The Fat Frog Kitchen
Where:
384 Lilian Ngoyi Road, Morningside
Open:
Monday to Friday 7am to 4.30pm
Call:
082 923 8328
The hard lockdown has devastated Durban’s restaurants, but it’s also tough on their customers who liked to eat out to enjoy the spice they added to life.
Not only did the social side of dining evaporate into thin air, but if we wanted interesting flavours and great meals, we had to prepare them ourselves.
Added to this, somewhere in the early days of lockdown someone developed a pathological aversion to cooked chicken. It was almost as if this tasty but humble and versatile protein was a vector carrying the virus itself.
Then there was the problem of same old, same old. Do I really want to eat the same meal for three days? So it was a relief when restaurants could at least open on level 4. Obviously it’s not the same, but you could still enjoy a good meal, and importantly, get a wonderful variety of flavours.

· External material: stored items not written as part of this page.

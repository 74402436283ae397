use serde::{Deserialize, Serialize};
use std::fs;
use std::path::Path;
use std::time::Duration;

use crate::handoff::dispatch::Platform;
use crate::handoff::error::HandoffError;

#[derive(Debug, Clone, Serialize, Deserialize, Default)]
pub struct HandoffSettings {
    #[serde(default)]
    pub application: ApplicationSettings,
    #[serde(default)]
    pub identity_provider: IdentityProviderSettings,
    #[serde(default)]
    pub backend: BackendSettings,
    #[serde(default)]
    pub logging: LoggingSettings,
}

#[derive(Debug, Clone, Serialize, Deserialize)]
pub struct ApplicationSettings {
    /// Runtime platform, fixed for the life of the process
    pub platform: Platform,
    /// Return target for the web branch (the app's own origin)
    pub web_origin: String,
    /// Deep link the system browser hands control back to on native
    pub native_redirect_uri: String,
}

#[derive(Debug, Clone, Serialize, Deserialize)]
pub struct IdentityProviderSettings {
    /// Provider name, used as the path segment of the exchange endpoint
    pub name: String,
    /// Entry point of the provider's hosted login page
    pub auth_base_url: String,
}

#[derive(Debug, Clone, Serialize, Deserialize)]
pub struct BackendSettings {
    pub base_url: String,
    /// Upper bound on a single exchange call, in seconds
    pub exchange_timeout_seconds: u64,
}

#[derive(Debug, Clone, Serialize, Deserialize)]
pub struct LoggingSettings {
    pub level: String,
}

impl Default for ApplicationSettings {
    fn default() -> Self {
        Self {
            platform: Platform::current(),
            web_origin: "http://localhost:8081".to_string(),
            native_redirect_uri: "ridehail://auth/callback".to_string(),
        }
    }
}

impl Default for IdentityProviderSettings {
    fn default() -> Self {
        Self {
            name: "google".to_string(),
            auth_base_url: "https://auth.example.com".to_string(),
        }
    }
}

impl Default for BackendSettings {
    fn default() -> Self {
        Self {
            base_url: "http://localhost:8000/api".to_string(),
            exchange_timeout_seconds: 10,
        }
    }
}

impl Default for LoggingSettings {
    fn default() -> Self {
        Self {
            level: "info".to_string(),
        }
    }
}

impl HandoffSettings {
    /// Load settings from configuration files and environment variables
    ///
    /// # Errors
    ///
    /// Returns an error if:
    /// - Logger initialization fails
    /// - Settings file cannot be read or parsed
    /// - The resulting settings do not validate
    pub fn load() -> Result<Self, Box<dyn std::error::Error>> {
        Self::initialize_environment()?;

        let mut settings = Self::load_base_settings()?;
        Self::apply_env_overrides(&mut settings);
        settings.validate()?;

        Ok(settings)
    }

    /// Load `.env` and initialize the logger
    ///
    /// # Errors
    ///
    /// Returns an error if logger initialization fails
    fn initialize_environment() -> Result<(), Box<dyn std::error::Error>> {
        Self::load_env_file();
        env_logger::try_init()?;
        Ok(())
    }

    /// Load base settings from TOML file(s) or use defaults
    /// Settings are loaded with the following priority (highest to lowest):
    /// 1. Environment variables (applied separately after loading base settings)
    /// 2. Settings.toml in `HANDOFF_SECRETS_DIR` (if specified and exists)
    /// 3. Settings.toml in current directory (if exists)
    /// 4. Default settings
    ///
    /// # Errors
    ///
    /// Returns an error if:
    /// - Settings file cannot be read
    /// - TOML parsing fails
    fn load_base_settings() -> Result<Self, Box<dyn std::error::Error>> {
        let mut settings = Self::default();

        let default_config_path = Path::new("Settings.toml");
        if default_config_path.exists() {
            settings = Self::from_file(default_config_path)?;
            log::info!(
                "Loaded base settings from {}",
                default_config_path.display()
            );
        }

        if let Ok(secrets_dir) = std::env::var("HANDOFF_SECRETS_DIR") {
            let secrets_path = Path::new(&secrets_dir).join("Settings.toml");
            if secrets_path.exists() {
                settings = Self::from_file(&secrets_path)?;
                log::info!("Overriding settings from {}", secrets_path.display());
            } else {
                log::info!(
                    "HANDOFF_SECRETS_DIR set but no Settings.toml found at: {}",
                    secrets_path.display()
                );
            }
        }

        Ok(settings)
    }

    /// Parse a single TOML settings file
    ///
    /// # Errors
    ///
    /// Returns an error if the file cannot be read or is not valid TOML
    pub fn from_file(path: &Path) -> Result<Self, Box<dyn std::error::Error>> {
        let toml_content = fs::read_to_string(path)?;
        Ok(basic_toml::from_str(&toml_content)?)
    }

    /// Apply environment variable overrides to settings
    pub fn apply_env_overrides(settings: &mut Self) {
        Self::apply_application_env_overrides(&mut settings.application);
        Self::apply_identity_provider_env_overrides(&mut settings.identity_provider);
        Self::apply_backend_env_overrides(&mut settings.backend);
        Self::apply_logging_env_overrides(&mut settings.logging);
    }

    fn apply_application_env_overrides(app_settings: &mut ApplicationSettings) {
        if let Ok(platform_str) = std::env::var("HANDOFF_PLATFORM") {
            match platform_str.parse::<Platform>() {
                Ok(platform) => app_settings.platform = platform,
                Err(e) => log::warn!("Ignoring HANDOFF_PLATFORM: {e}"),
            }
        }
        if let Ok(web_origin) = std::env::var("WEB_ORIGIN") {
            app_settings.web_origin = web_origin;
        }
        if let Ok(redirect_uri) = std::env::var("NATIVE_REDIRECT_URI") {
            app_settings.native_redirect_uri = redirect_uri;
        }
    }

    fn apply_identity_provider_env_overrides(idp_settings: &mut IdentityProviderSettings) {
        if let Ok(name) = std::env::var("IDP_NAME") {
            idp_settings.name = name;
        }
        if let Ok(auth_base_url) = std::env::var("IDP_AUTH_BASE_URL") {
            idp_settings.auth_base_url = auth_base_url;
        }
    }

    fn apply_backend_env_overrides(backend_settings: &mut BackendSettings) {
        if let Ok(base_url) = std::env::var("BACKEND_BASE_URL") {
            backend_settings.base_url = base_url;
        }
        if let Ok(timeout_str) = std::env::var("EXCHANGE_TIMEOUT_SECONDS") {
            if let Ok(timeout) = timeout_str.parse::<u64>() {
                backend_settings.exchange_timeout_seconds = timeout;
            }
        }
    }

    fn apply_logging_env_overrides(logging_settings: &mut LoggingSettings) {
        if let Ok(log_level) = std::env::var("RUST_LOG") {
            logging_settings.level = log_level;
        }
    }

    /// Load environment variables from .env file
    fn load_env_file() {
        if let Ok(contents) = std::fs::read_to_string(".env") {
            for line in contents.lines() {
                let line = line.trim();
                if line.is_empty() || line.starts_with('#') {
                    continue;
                }
                if let Some((key, value)) = line.split_once('=') {
                    std::env::set_var(key.trim(), value.trim());
                }
            }
        }
    }

    /// Check that the settings describe a usable handoff
    ///
    /// # Errors
    ///
    /// Returns an error if:
    /// - The provider name is empty
    /// - The provider or backend URL does not parse
    /// - The exchange timeout is zero
    pub fn validate(&self) -> Result<(), HandoffError> {
        if self.identity_provider.name.trim().is_empty() {
            return Err(HandoffError::Configuration(
                "identity_provider.name must not be empty".to_string(),
            ));
        }
        url::Url::parse(&self.identity_provider.auth_base_url).map_err(|e| {
            HandoffError::Configuration(format!("identity_provider.auth_base_url: {e}"))
        })?;
        url::Url::parse(&self.backend.base_url)
            .map_err(|e| HandoffError::Configuration(format!("backend.base_url: {e}")))?;
        if self.backend.exchange_timeout_seconds == 0 {
            return Err(HandoffError::Configuration(
                "backend.exchange_timeout_seconds must be greater than zero".to_string(),
            ));
        }
        Ok(())
    }

    #[must_use]
    pub fn exchange_timeout(&self) -> Duration {
        Duration::from_secs(self.backend.exchange_timeout_seconds)
    }
}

One such outlet that has been a lifesaver supplying healthy, varied and comforting meals is the Fat Frog Kitchen. Before the lockdown it was a charming bakery and coffee shop which produced excellent home meals. Now, owners Claire Allan and Jenny Clarke have ramped up the home meal side, delivering in the area, or are open for collection.
All meals are frozen. You order from a changing weekly menu of eight to 10 items on a Monday and collect on a Friday. They come in portions from single to two or four.
And while you can’t enjoy relaxing on the pavement with excellent coffee and an old-fashioned cheese and tomato toastie , Allan and Clarke still serve everything with their natural charm.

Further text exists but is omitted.